Here, the evidence adduced as to defendant's sexual conduct in the afternoon preceding the offense was irrelevant to either the offense she was charged with or her plea of self-defense. See Johnson v. People, 171 Colo. 505, 468 P.2d 745 (1970). The evidence was collateral to the extent that the cross-examiner could not have inquired into her conduct that afternoon as part of his case. See Bishop v. People, 165 Colo. 423, 439 P.2d 342 (1968). Furthermore, as the witness had neither admitted nor denied any sexual activity that afternoon, the purpose of introducing evidence of her sexual conduct could not have been to point out inconsistencies in her testimony. The effect of this testimony could only have been to show that the defendant engaged in casual sexual encounters in spite of her professed love for her boyfriend. Forcing the defendant to testify in this manner amounted to an attack on her moral character, which under these circumstances, is not permitted. See People v. Couch, 179 Colo. 324, 500 P.2d 967 (1972).
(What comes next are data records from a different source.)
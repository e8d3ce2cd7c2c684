use std::{collections::BTreeMap, fmt};

use serde::Deserialize;

pub const DEFAULT_NAMESPACE: &str = "default";

/// Strategy type for which the availability of replicas is checked during a rollout.
pub const STRATEGY_ROLLING_UPDATE: &str = "RollingUpdate";

/// Returns `namespace`, or [`DEFAULT_NAMESPACE`] when it is empty.
pub fn namespace_or_default(namespace: &str) -> &str {
    if namespace.is_empty() {
        DEFAULT_NAMESPACE
    } else {
        namespace
    }
}

/// The resource kinds that are understood. Parsing is case-insensitive, `Deployment`,
/// `deployment` and `DEPLOYMENT` all map to [`Kind::Deployment`].
#[derive(Debug, Clone, Copy, PartialEq, Eq, Hash)]
pub enum Kind {
    Deployment,
    ReplicaSet,
    Namespace,
    Pod,
    List,
}

impl Kind {
    pub fn parse(value: &str) -> Option<Self> {
        [
            Kind::Deployment,
            Kind::ReplicaSet,
            Kind::Namespace,
            Kind::Pod,
            Kind::List,
        ]
        .into_iter()
        .find(|kind| kind.as_str().eq_ignore_ascii_case(value))
    }

    pub const fn as_str(&self) -> &'static str {
        match self {
            Kind::Deployment => "deployment",
            Kind::ReplicaSet => "replicaset",
            Kind::Namespace => "namespace",
            Kind::Pod => "pod",
            Kind::List => "list",
        }
    }
}

impl fmt::Display for Kind {
    fn fmt(&self, f: &mut fmt::Formatter<'_>) -> fmt::Result {
        f.write_str(self.as_str())
    }
}

#[derive(Debug, Clone, Default, PartialEq, Eq, Deserialize)]
#[serde(default, rename_all = "camelCase")]
pub struct ResourceMetadata {
    pub name: String,
    pub namespace: String,
    pub uid: String,
    pub generation: i64,
    pub labels: BTreeMap<String, String>,
}

#[derive(Debug, Clone, Default, PartialEq, Eq, Deserialize)]
#[serde(default, rename_all = "camelCase")]
pub struct ResourceStatus {
    /// Total number of non-terminated pods targeted by this resource.
    pub replicas: i64,
    /// Number of pods that run the desired template.
    pub updated_replicas: i64,
    /// Number of pods available for at least `minReadySeconds`.
    pub available_replicas: i64,
    /// Number of pods that are still required for the resource to be fully available.
    pub unavailable_replicas: i64,
    /// The generation most recently acted upon by the controller.
    pub observed_generation: i64,
}

#[derive(Debug, Clone, Default, PartialEq, Eq, Deserialize)]
#[serde(default, rename_all = "camelCase")]
pub struct Container {
    pub name: String,
    /// For example `example.com:80/dalee/image:34`.
    pub image: String,
}

#[derive(Debug, Clone, Default, PartialEq, Eq, Deserialize)]
#[serde(default, rename_all = "camelCase")]
pub struct PodSpec {
    pub containers: Vec<Container>,
}

#[derive(Debug, Clone, Default, PartialEq, Eq, Deserialize)]
#[serde(default, rename_all = "camelCase")]
pub struct TemplateMetadata {
    pub labels: BTreeMap<String, String>,
}

#[derive(Debug, Clone, Default, PartialEq, Eq, Deserialize)]
#[serde(default, rename_all = "camelCase")]
pub struct PodTemplateSpec {
    pub metadata: TemplateMetadata,
    pub spec: PodSpec,
}

/// Either an absolute number or a percentage such as `25%`, as accepted by `maxSurge` and
/// `maxUnavailable`.
#[derive(Debug, Clone, Copy, PartialEq, Eq, Deserialize)]
#[serde(untagged)]
pub enum IntOrPercent {
    Int(i64),
    Percent(Percent),
}

impl IntOrPercent {
    /// Resolves the value against `total`, rounding percentages down.
    pub fn resolve(self, total: i64) -> i64 {
        match self {
            IntOrPercent::Int(value) => value,
            IntOrPercent::Percent(Percent(percent)) => total * i64::from(percent) / 100,
        }
    }
}

impl Default for IntOrPercent {
    fn default() -> Self {
        IntOrPercent::Int(0)
    }
}

impl fmt::Display for IntOrPercent {
    fn fmt(&self, f: &mut fmt::Formatter<'_>) -> fmt::Result {
        match self {
            IntOrPercent::Int(value) => value.fmt(f),
            IntOrPercent::Percent(Percent(percent)) => write!(f, "{percent}%"),
        }
    }
}

#[derive(Debug, Clone, Copy, PartialEq, Eq, Deserialize)]
#[serde(try_from = "String")]
pub struct Percent(u32);

impl TryFrom<String> for Percent {
    type Error = String;

    fn try_from(value: String) -> Result<Self, Self::Error> {
        value
            .strip_suffix('%')
            .and_then(|digits| digits.parse().ok())
            .map(Percent)
            .ok_or_else(|| format!("expected an integer or a percentage, got {value:?}"))
    }
}

#[derive(Debug, Clone, Default, PartialEq, Eq, Deserialize)]
#[serde(default, rename_all = "camelCase")]
pub struct RollingUpdateStrategy {
    pub max_surge: IntOrPercent,
    pub max_unavailable: IntOrPercent,
}

#[derive(Debug, Clone, Default, PartialEq, Eq, Deserialize)]
#[serde(default, rename_all = "camelCase")]
pub struct Strategy {
    pub r#type: String,
    pub rolling_update: RollingUpdateStrategy,
}

#[derive(Debug, Clone, Default, PartialEq, Eq, Deserialize)]
#[serde(default, rename_all = "camelCase")]
pub struct DeploymentSpec {
    pub replicas: i64,
    pub template: PodTemplateSpec,
    pub strategy: Strategy,
}

fn selector_of(labels: &BTreeMap<String, String>) -> Vec<String> {
    labels
        .iter()
        .map(|(key, value)| format!("{key}={value}"))
        .collect()
}

/// [Deployment](https://kubernetes.io/docs/reference/kubernetes-api/workload-resources/deployment-v1/)
#[derive(Debug, Clone, Default, PartialEq, Eq, Deserialize)]
#[serde(default)]
pub struct Deployment {
    pub metadata: ResourceMetadata,
    pub spec: DeploymentSpec,
    pub status: ResourceStatus,
}

impl Deployment {
    pub fn name(&self) -> &str {
        &self.metadata.name
    }

    pub fn namespace(&self) -> &str {
        namespace_or_default(&self.metadata.namespace)
    }

    /// Unique name within a cluster, `<namespace>/<name>`.
    pub fn key(&self) -> String {
        format!("{}/{}", self.namespace(), self.name())
    }

    pub fn generation(&self) -> i64 {
        self.metadata.generation
    }

    /// `key=value` selectors for the labels of the deployment itself.
    pub fn selector(&self) -> Vec<String> {
        selector_of(&self.metadata.labels)
    }

    /// `key=value` selectors for the labels of the pod template, matching the pods of this
    /// deployment.
    pub fn pod_selector(&self) -> Vec<String> {
        selector_of(&self.spec.template.metadata.labels)
    }

    /// Whether the rollout is complete, following
    /// https://kubernetes.io/docs/concepts/workloads/controllers/deployment/#complete-deployment.
    pub fn is_ready(&self) -> bool {
        let Self {
            metadata,
            spec,
            status,
        } = self;

        let mut is_ready = status.observed_generation >= metadata.generation
            && status.updated_replicas >= spec.replicas
            && status.unavailable_replicas == 0;

        if spec.replicas != 0 && spec.strategy.r#type == STRATEGY_ROLLING_UPDATE {
            let max_unavailable = spec
                .strategy
                .rolling_update
                .max_unavailable
                .resolve(spec.replicas);
            is_ready = is_ready && status.available_replicas >= spec.replicas - max_unavailable;
        }

        is_ready
    }

    pub fn status_line(&self) -> String {
        format!(
            "Ready: {}, Generation: meta={} observed={}, Replicas: s={}, u={}, a={}, na={}",
            self.is_ready(),
            self.metadata.generation,
            self.status.observed_generation,
            self.spec.replicas,
            self.status.updated_replicas,
            self.status.available_replicas,
            self.status.unavailable_replicas,
        )
    }
}

/// [ReplicaSet](https://kubernetes.io/docs/reference/kubernetes-api/workload-resources/replica-set-v1/)
#[derive(Debug, Clone, Default, PartialEq, Eq, Deserialize)]
#[serde(default)]
pub struct ReplicaSet {
    pub metadata: ResourceMetadata,
    pub spec: DeploymentSpec,
    pub status: ResourceStatus,
}

impl ReplicaSet {
    pub fn name(&self) -> &str {
        &self.metadata.name
    }

    /// Container images of the pod template in declaration order.
    pub fn images(&self) -> impl Iterator<Item = &str> {
        self.spec
            .template
            .spec
            .containers
            .iter()
            .map(|container| container.image.as_str())
    }
}

/// [Pod](https://kubernetes.io/docs/reference/kubernetes-api/workload-resources/pod-v1/)
#[derive(Debug, Clone, Default, PartialEq, Eq, Deserialize)]
#[serde(default)]
pub struct Pod {
    pub metadata: ResourceMetadata,
    pub spec: PodSpec,
    pub status: ResourceStatus,
}

impl Pod {
    pub fn name(&self) -> &str {
        &self.metadata.name
    }

    pub fn namespace(&self) -> &str {
        namespace_or_default(&self.metadata.namespace)
    }

    pub fn key(&self) -> String {
        format!("{}/{}", self.namespace(), self.name())
    }
}

#[derive(Debug, Clone, Default, PartialEq, Eq, Deserialize)]
#[serde(default)]
pub struct Namespace {
    pub metadata: ResourceMetadata,
}

impl Namespace {
    pub fn name(&self) -> &str {
        &self.metadata.name
    }
}

/// A decoded cluster resource. `List` documents never show up here, they are unwrapped into
/// their items while decoding.
#[derive(Debug, Clone, PartialEq, Eq)]
pub enum Resource {
    Deployment(Deployment),
    ReplicaSet(ReplicaSet),
    Pod(Pod),
    Namespace(Namespace),
}

impl Resource {
    pub fn kind(&self) -> Kind {
        match self {
            Resource::Deployment(_) => Kind::Deployment,
            Resource::ReplicaSet(_) => Kind::ReplicaSet,
            Resource::Pod(_) => Kind::Pod,
            Resource::Namespace(_) => Kind::Namespace,
        }
    }

    pub fn metadata(&self) -> &ResourceMetadata {
        match self {
            Resource::Deployment(deployment) => &deployment.metadata,
            Resource::ReplicaSet(replica_set) => &replica_set.metadata,
            Resource::Pod(pod) => &pod.metadata,
            Resource::Namespace(namespace) => &namespace.metadata,
        }
    }

    pub fn name(&self) -> &str {
        &self.metadata().name
    }
}

macro_rules! impl_resource_conversions {
    ($($variant:ident => $method:ident),* $(,)?) => {
        impl Resource {
            $(
                pub fn $method(self) -> Option<$variant> {
                    match self {
                        Resource::$variant(value) => Some(value),
                        _ => None,
                    }
                }
            )*
        }

        $(
            impl From<$variant> for Resource {
                fn from(value: $variant) -> Self {
                    Resource::$variant(value)
                }
            }
        )*
    };
}

impl_resource_conversions! {
    Deployment => into_deployment,
    ReplicaSet => into_replica_set,
    Pod => into_pod,
    Namespace => into_namespace,
}

/// The resources decoded from one YAML stream, in stream order.
#[derive(Debug, Clone, Default, PartialEq, Eq)]
pub struct ResourceList(pub Vec<Resource>);

impl ResourceList {
    pub fn filtered_by_kind(self, kind: Kind) -> Self {
        Self(
            self.0
                .into_iter()
                .filter(|resource| resource.kind() == kind)
                .collect(),
        )
    }

    pub fn deployments(self) -> Vec<Deployment> {
        self.0
            .into_iter()
            .filter_map(Resource::into_deployment)
            .collect()
    }

    pub fn replica_sets(self) -> Vec<ReplicaSet> {
        self.0
            .into_iter()
            .filter_map(Resource::into_replica_set)
            .collect()
    }

    pub fn pods(self) -> Vec<Pod> {
        self.0.into_iter().filter_map(Resource::into_pod).collect()
    }

    pub fn namespaces(self) -> Vec<Namespace> {
        self.0
            .into_iter()
            .filter_map(Resource::into_namespace)
            .collect()
    }

    pub fn first(self) -> Option<Resource> {
        self.0.into_iter().next()
    }
}

impl std::ops::Deref for ResourceList {
    type Target = [Resource];

    fn deref(&self) -> &Self::Target {
        &self.0
    }
}

impl IntoIterator for ResourceList {
    type Item = Resource;
    type IntoIter = std::vec::IntoIter<Resource>;

    fn into_iter(self) -> Self::IntoIter {
        self.0.into_iter()
    }
}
Although the scope of the cross-examination is within the trial court's discretion, its decision will be reversed on appeal if that discretion is abused. See People v. Henderson, 38 Colo. App. 308, 559 P.2d 1108 (1977). Here, any possible relevance the evidence might have had was outweighed by its prejudicial effect on the jury, and its admission constituted reversible error.
Since there must be a retrial in this case, we will address defendant's other contention of error.
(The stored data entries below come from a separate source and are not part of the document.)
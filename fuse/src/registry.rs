use std::time::Duration;

use log::debug;
use reqwest::{blocking::Client, header, StatusCode};
use serde::Deserialize;

use crate::{Error, Result};

const REQUEST_TIMEOUT: Duration = Duration::from_secs(30);

const DIGEST_HEADER: &str = "Docker-Content-Digest";

// The registry only reports the digest of manifest types the client declares to accept.
const ACCEPTABLE_MANIFEST_TYPES: &[&str] = &[
    "application/vnd.docker.distribution.manifest.v2+json",
    "application/vnd.docker.distribution.manifest.list.v2+json",
    "application/vnd.oci.image.manifest.v1+json",
    "application/vnd.oci.image.index.v1+json",
];

/// A manifest stored in a repository together with all tags pointing at it.
#[derive(Debug, Clone, PartialEq, Eq)]
pub struct ImageDigest {
    /// The digest, e.g. `sha256:...`.
    pub name: String,
    /// The repository the registry reported the digest for.
    pub path: String,
    pub tags: Vec<String>,
}

pub trait Registry {
    /// Lists the digests of `repository`, each with the tags that reference it.
    fn image_digest_list(&self, repository: &str) -> Result<Vec<ImageDigest>>;

    fn delete_image_digest(&self, repository: &str, digest: &str) -> Result<()>;
}

#[derive(Debug, Deserialize)]
struct TagList {
    name: String,
    #[serde(default)]
    tags: Option<Vec<String>>,
}

/// Client for the [Docker Registry HTTP API V2](https://distribution.github.io/distribution/spec/api/).
pub struct HttpRegistry {
    client: Client,
    base_url: String,
}

impl HttpRegistry {
    /// `url` is the registry root such as `https://example.com:5000/`. Without a scheme, `https`
    /// is assumed.
    pub fn new(url: &str) -> Result<Self> {
        let url = url.trim_end_matches('/');
        let base_url = if url.contains("://") {
            url.to_owned()
        } else {
            format!("https://{url}")
        };
        let client = Client::builder().timeout(REQUEST_TIMEOUT).build()?;
        Ok(Self { client, base_url })
    }

    pub fn base_url(&self) -> &str {
        &self.base_url
    }

    /// Checks that the URL points at a registry by requesting the API root.
    pub fn ping(&self) -> Result<()> {
        let url = format!("{}/v2/", self.base_url);
        let invalid = || {
            Error::Validation(format!(
                "request to {url} failed, is the URL pointing to a Docker registry?"
            ))
        };

        debug!("GET {url}");
        match self.client.get(&url).send() {
            Ok(response) if response.status().is_success() => Ok(()),
            Ok(response) => {
                debug!("GET {url} returned {}", response.status());
                Err(invalid())
            }
            Err(error) => {
                debug!("GET {url} failed: {error}");
                Err(invalid())
            }
        }
    }

    fn tags(&self, repository: &str) -> Result<TagList> {
        let url = format!("{}/v2/{repository}/tags/list", self.base_url);
        debug!("GET {url}");
        let response = self.client.get(&url).send()?;
        match response.status() {
            status if status.is_success() => Ok(response.json()?),
            status => Err(Error::Registry(format!(
                "listing tags of {repository} returned {status}"
            ))),
        }
    }

    fn digest(&self, repository: &str, tag: &str) -> Result<String> {
        let url = format!("{}/v2/{repository}/manifests/{tag}", self.base_url);
        debug!("HEAD {url}");
        let response = self
            .client
            .head(&url)
            .header(header::ACCEPT, ACCEPTABLE_MANIFEST_TYPES.join(","))
            .send()?;

        let status = response.status();
        if !status.is_success() {
            return Err(Error::Registry(format!(
                "resolving {repository}:{tag} returned {status}"
            )));
        }

        response
            .headers()
            .get(DIGEST_HEADER)
            .and_then(|value| value.to_str().ok())
            .map(str::to_owned)
            .ok_or_else(|| {
                Error::Registry(format!(
                    "resolving {repository}:{tag} did not return a {DIGEST_HEADER} header"
                ))
            })
    }
}

impl Registry for HttpRegistry {
    fn image_digest_list(&self, repository: &str) -> Result<Vec<ImageDigest>> {
        let TagList { name, tags } = self.tags(repository)?;

        let mut digests: Vec<ImageDigest> = Vec::new();
        for tag in tags.unwrap_or_default() {
            let digest = self.digest(repository, &tag)?;
            match digests.iter_mut().find(|known| known.name == digest) {
                Some(known) => known.tags.push(tag),
                None => digests.push(ImageDigest {
                    name: digest,
                    path: name.clone(),
                    tags: vec![tag],
                }),
            }
        }
        Ok(digests)
    }

    fn delete_image_digest(&self, repository: &str, digest: &str) -> Result<()> {
        let url = format!("{}/v2/{repository}/manifests/{digest}", self.base_url);
        debug!("DELETE {url}");
        let response = self.client.delete(&url).send()?;
        match response.status() {
            StatusCode::ACCEPTED | StatusCode::OK => Ok(()),
            status => Err(Error::Registry(format!(
                "deleting {repository}@{digest} returned {status}"
            ))),
        }
    }
}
Defendant contends that the trial court erred in not allowing an expert witness to give an opinion on an ultimate fact, namely, defendant's state of mind at the time of the offense. We agree.
Case law in effect at the time of trial did allow experts to give an opinion in first degree murder cases as to the state of mind of the accused at the time of the crime. See, e.g., Becksted v. People, 133 Colo. 72, 292 P.2d 189 (1956). Accordingly, the trial court was overly restrictive in its interpretation of the law.
Furthermore, since the case will now be retried under the Colorado Rules of Evidence, the disposition of this issue will be governed by Colorado Rules of Evidence 704. Under this rule, an opinion otherwise admissible is not objectionable because it embraces an ultimate issue to be decided by the trier of fact. People v. Martinez, 43 Colo. App. 419, 608 P.2d 359 (1979).
Hypnosis has not been accepted as a reliable basis for such an opinion. See, e.g., Greenfield v. Robinson, 413 F. Supp. 1113 (W.D. Va. 1976); Minnesota v. Mack, ___ Minn. ___, 292 N.W.2d 764 (1980). See also McCormick on Evidence, § 208 (E. Cleary 2d ed. 1972); Diamond, Inherent Problems in the Use of Pre-Trial Hypnosis on a Prospective Witness, 68 Calif. L. Rev. 313 (1980). If polygraph tests are per se excluded from evidence, surely evidence gained from hypnotic trance should also be excluded. See People v. Reynolds, 638 P.2d 43 (Colo. 1981). See also California v. Blair, 89 Cal. App. 3d 563, 152 Cal. Rptr. 646 (1979). On retrial, the psychiatrist should not be permitted to testify as to the mental state of the defendant if his opinion is based on information gained through hypnosis.
Defendant last contends that the trial court erred in submitting to the jury an instruction and verdict form on the offense of reckless manslaughter because there was no evidence to support a verdict of guilty on that charge. We disagree.
A court has a duty to instruct the jury on every issue presented whether requested to do so or not. People v. Mackey, 185 Colo. 24, 521 P.2d 910 (1974). Here, the lesser included offense of reckless manslaughter had some support in the record, as evidence was presented from which the jury could conclude that the defendant could have recklessly fired the gun. The trial court thus was correct in instructing the jury on that charge.
The judgment is reversed and the cause is remanded for new trial.
JUDGE PIERCE AND JUDGE TURSI concur.